Sonntag, 23. Juni 2024
Eine neue Hoffnung -14
"Das muss aber eine entbehrungsreiche Reise gewesen sein," meint sie.

"Das macht nichts. Das bin ich gewohnt," antworte ich und lächele sie an.

"Ich komme gerade von der Arbeit und möchte duschen," erklärt sie mir. "Ich hoffe, es macht dir nichts aus."

Ich schüttele mit beruhigender Miene den Kopf und entgegne ihr:

"Fühl' dich wie zuhause, Leni. Meine Anwesenheit soll nicht störend auf dich wirken!"

Sie lächelt mir zu und erhebt sich. Später höre ich Wasser laufen und als sie den Livingroom wieder betritt, hat sie ein enges Kleid mit Spaghetti-Trägern in lichtgelb an. Sehr feminin.

*

Endlich ist der Feierabend da. Der heutige Arbeitstag hat sich gezogen wie Kaugummi. Wie gut, dass ich mich heute Abend mit Freunden im Club verabredet habe. Dabei kann ich endlich abschalten. Ich setze mich in meinen Wagen, kurve vom Firmenparkplatz herunter und fädele mich in den Verkehr ein. Die CD im Autoradio spielt meine Lieblingsmusik.

Zwanzig Minuten später erreiche ich das Mehrfamilienhaus, in dem mein Zwei-Zimmer-Appartement liegt. Ich betätige das Rolltor über Funk und parke in der ebenerdigen Gemeinschaftsgarage. Danach verlasse ich die Garage wieder und will zum Hauseingang gehen. Auf dem Bürgersteig ist wenig los. Nur ein Passant kommt mir entgegen.

Irgendwie kommt mir der Mann bekannt vor. Er trägt eine Jeans und ein safrangelbes T-Shirt. Darüber hat er eine sandfarbene Jacke an. Normales Outfit also. Was mich jedoch fesselt, ist das Gesicht. Der Mann hat eine braune Hautfarbe, schwarzes Haar und scheint etwas jünger als ich zu sein. Seine Gesichtszüge erinnern mich an etwas. Nur an was?

Als wir in etwa auf gleicher Höhe sind, grüßt er mich: "Hello!"

Der Akzent, mit dem er das englische Wort ausspricht, lässt mich genauer hinschauen. Ich kenne diesen jungen Mann! Nur woher genau?

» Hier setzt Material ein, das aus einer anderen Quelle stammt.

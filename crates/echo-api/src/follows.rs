//! Circle membership management. An author's circle is the set of users
//! they have added; circle-scoped entries are visible to exactly that set
//! (plus the author).

use axum::{
    Extension,
    extract::{Path, State},
    http::StatusCode,
    response::IntoResponse,
};
use tracing::error;
use uuid::Uuid;

use echo_types::models::Viewer;

use crate::auth::AppState;

/// POST /circle/{user_id} — add a user to the caller's circle. Idempotent.
pub async fn add_to_circle(
    State(state): State<AppState>,
    Extension(viewer): Extension<Viewer>,
    Path(member_id): Path<Uuid>,
) -> Result<impl IntoResponse, StatusCode> {
    let author_id = viewer.user_id().ok_or(StatusCode::UNAUTHORIZED)?;
    if member_id == author_id {
        return Err(StatusCode::BAD_REQUEST);
    }

    let db = state.db.clone();
    let exists = tokio::task::spawn_blocking(move || db.get_user_by_id(&member_id.to_string()))
        .await
        .map_err(|e| {
            error!("spawn_blocking join error: {}", e);
            StatusCode::INTERNAL_SERVER_ERROR
        })?
        .map_err(|e| {
            error!("DB get_user_by_id error: {}", e);
            StatusCode::INTERNAL_SERVER_ERROR
        })?
        .is_some();
    if !exists {
        return Err(StatusCode::NOT_FOUND);
    }

    let db = state.db.clone();
    tokio::task::spawn_blocking(move || {
        db.add_follow(&author_id.to_string(), &member_id.to_string())
    })
    .await
    .map_err(|e| {
        error!("spawn_blocking join error: {}", e);
        StatusCode::INTERNAL_SERVER_ERROR
    })?
    .map_err(|e| {
        error!("DB add_follow error: {}", e);
        StatusCode::INTERNAL_SERVER_ERROR
    })?;

    Ok(StatusCode::NO_CONTENT)
}

/// DELETE /circle/{user_id} — remove a user from the caller's circle.
/// Removing someone who was never a member is a no-op.
pub async fn remove_from_circle(
    State(state): State<AppState>,
    Extension(viewer): Extension<Viewer>,
    Path(member_id): Path<Uuid>,
) -> Result<impl IntoResponse, StatusCode> {
    let author_id = viewer.user_id().ok_or(StatusCode::UNAUTHORIZED)?;

    let db = state.db.clone();
    tokio::task::spawn_blocking(move || {
        db.remove_follow(&author_id.to_string(), &member_id.to_string())
    })
    .await
    .map_err(|e| {
        error!("spawn_blocking join error: {}", e);
        StatusCode::INTERNAL_SERVER_ERROR
    })?
    .map_err(|e| {
        error!("DB remove_follow error: {}", e);
        StatusCode::INTERNAL_SERVER_ERROR
    })?;

    Ok(StatusCode::NO_CONTENT)
}
use std::sync::Arc;

use argon2::{Argon2, PasswordHash, PasswordHasher, PasswordVerifier, password_hash::{SaltString, rand_core::OsRng}};
use axum::{Json, extract::State, http::StatusCode, response::IntoResponse};
use jsonwebtoken::{EncodingKey, Header, encode};
use uuid::Uuid;

use echo_db::Database;
use echo_types::api::{Claims, LoginRequest, LoginResponse, RegisterRequest, RegisterResponse};

use crate::store::SqliteStore;

pub type AppState = Arc<AppStateInner>;

pub struct AppStateInner {
    pub db: Arc<Database>,
    pub store: SqliteStore,
    pub jwt_secret: String,
}

impl AppStateInner {
    pub fn new(db: Database, jwt_secret: String) -> Self {
        let db = Arc::new(db);
        Self {
            store: SqliteStore::new(db.clone()),
            db,
            jwt_secret,
        }
    }
}

pub async fn register(
    State(state): State<AppState>,
    Json(req): Json<RegisterRequest>,
) -> Result<impl IntoResponse, StatusCode> {
    // Validate input
    if req.username.len() < 3 || req.username.len() > 32 {
        return Err(StatusCode::BAD_REQUEST);
    }
    if req.password.len() < 8 {
        return Err(StatusCode::BAD_REQUEST);
    }

    // Check if username is taken
    if state
        .db
        .get_user_by_username(&req.username)
        .map_err(|_| StatusCode::INTERNAL_SERVER_ERROR)?
        .is_some()
    {
        return Err(StatusCode::CONFLICT);
    }

    // Hash password with Argon2id
    let salt = SaltString::generate(&mut OsRng);
    let argon2 = Argon2::default();
    let password_hash = argon2
        .hash_password(req.password.as_bytes(), &salt)
        .map_err(|_| StatusCode::INTERNAL_SERVER_ERROR)?
        .to_string();

    let user_id = Uuid::new_v4();

    state
        .db
        .create_user(&user_id.to_string(), &req.username, &password_hash)
        .map_err(|_| StatusCode::INTERNAL_SERVER_ERROR)?;

    // Freshly registered accounts are never moderators.
    let token = create_token(&state.jwt_secret, user_id, &req.username, false)
        .map_err(|_| StatusCode::INTERNAL_SERVER_ERROR)?;

    Ok((
        StatusCode::CREATED,
        Json(RegisterResponse {
            user_id,
            token,
        }),
    ))
}

pub async fn login(
    State(state): State<AppState>,
    Json(req): Json<LoginRequest>,
) -> Result<impl IntoResponse, StatusCode> {
    let user = state
        .db
        .get_user_by_username(&req.username)
        .map_err(|_| StatusCode::INTERNAL_SERVER_ERROR)?
        .ok_or(StatusCode::UNAUTHORIZED)?;

    // Verify password
    let parsed_hash =
        PasswordHash::new(&user.password).map_err(|_| StatusCode::INTERNAL_SERVER_ERROR)?;

    Argon2::default()
        .verify_password(req.password.as_bytes(), &parsed_hash)
        .map_err(|_| StatusCode::UNAUTHORIZED)?;

    let user_id: Uuid = user.id.parse().map_err(|_| StatusCode::INTERNAL_SERVER_ERROR)?;

    let token = create_token(&state.jwt_secret, user_id, &user.username, user.is_moderator)
        .map_err(|_| StatusCode::INTERNAL_SERVER_ERROR)?;

    Ok(Json(LoginResponse {
        user_id,
        username: user.username,
        moderator: user.is_moderator,
        token,
    }))
}

fn create_token(secret: &str, user_id: Uuid, username: &str, moderator: bool) -> anyhow::Result<String> {
    let claims = Claims {
        sub: user_id,
        username: username.to_string(),
        moderator,
        exp: (chrono::Utc::now() + chrono::Duration::days(30)).timestamp() as usize,
    };

    let token = encode(
        &Header::default(),
        &claims,
        &EncodingKey::from_secret(secret.as_bytes()),
    )?;

    Ok(token)
}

Plötzlich fällt es mir ein. Aber kann das sein? Ich vergewissere mich und frage ihn:

"Ashok? Is it you?"

Der junge Mann lächelt, faltet die Hände und führt die Fingerspitzen an sein Kinn. Das ist er! Das kann nur er sein!

"Ja, Leni. Ich bin es! Und ich kann jetzt Deutsch mit dir reden," antwortet er mir auf Deutsch.

"Meine Güte, bist du groß geworden! Erzähle! Hast du Zeit, kurz mit zu mir zu kommen?" stammele ich.

Er nickt mir zu und bestätigt es mir. Ich wende mich also zur Haustür, schließe auf und lasse ihn an mir vorbei. Während wir die Treppe in den zweiten Stock emporsteigen, frage ich ihn neugierig:

"Wie bist du denn hierhergekommen?"

"Das war eine Reise von ungefähr zwei Jahren. Unterbrochen von Arbeit und Lernen."

"Oh!" mache ich.

Welche Entbehrungen muss er wohl auf sich genommen haben! In meiner Wohnung biete ich ihm im Wohnzimmer Platz an. Ich bin peinlich berührt, als er sich im Schneidersitz auf den Teppich setzt und meine:

"Du darfst dich ruhig in den Sessel setzen."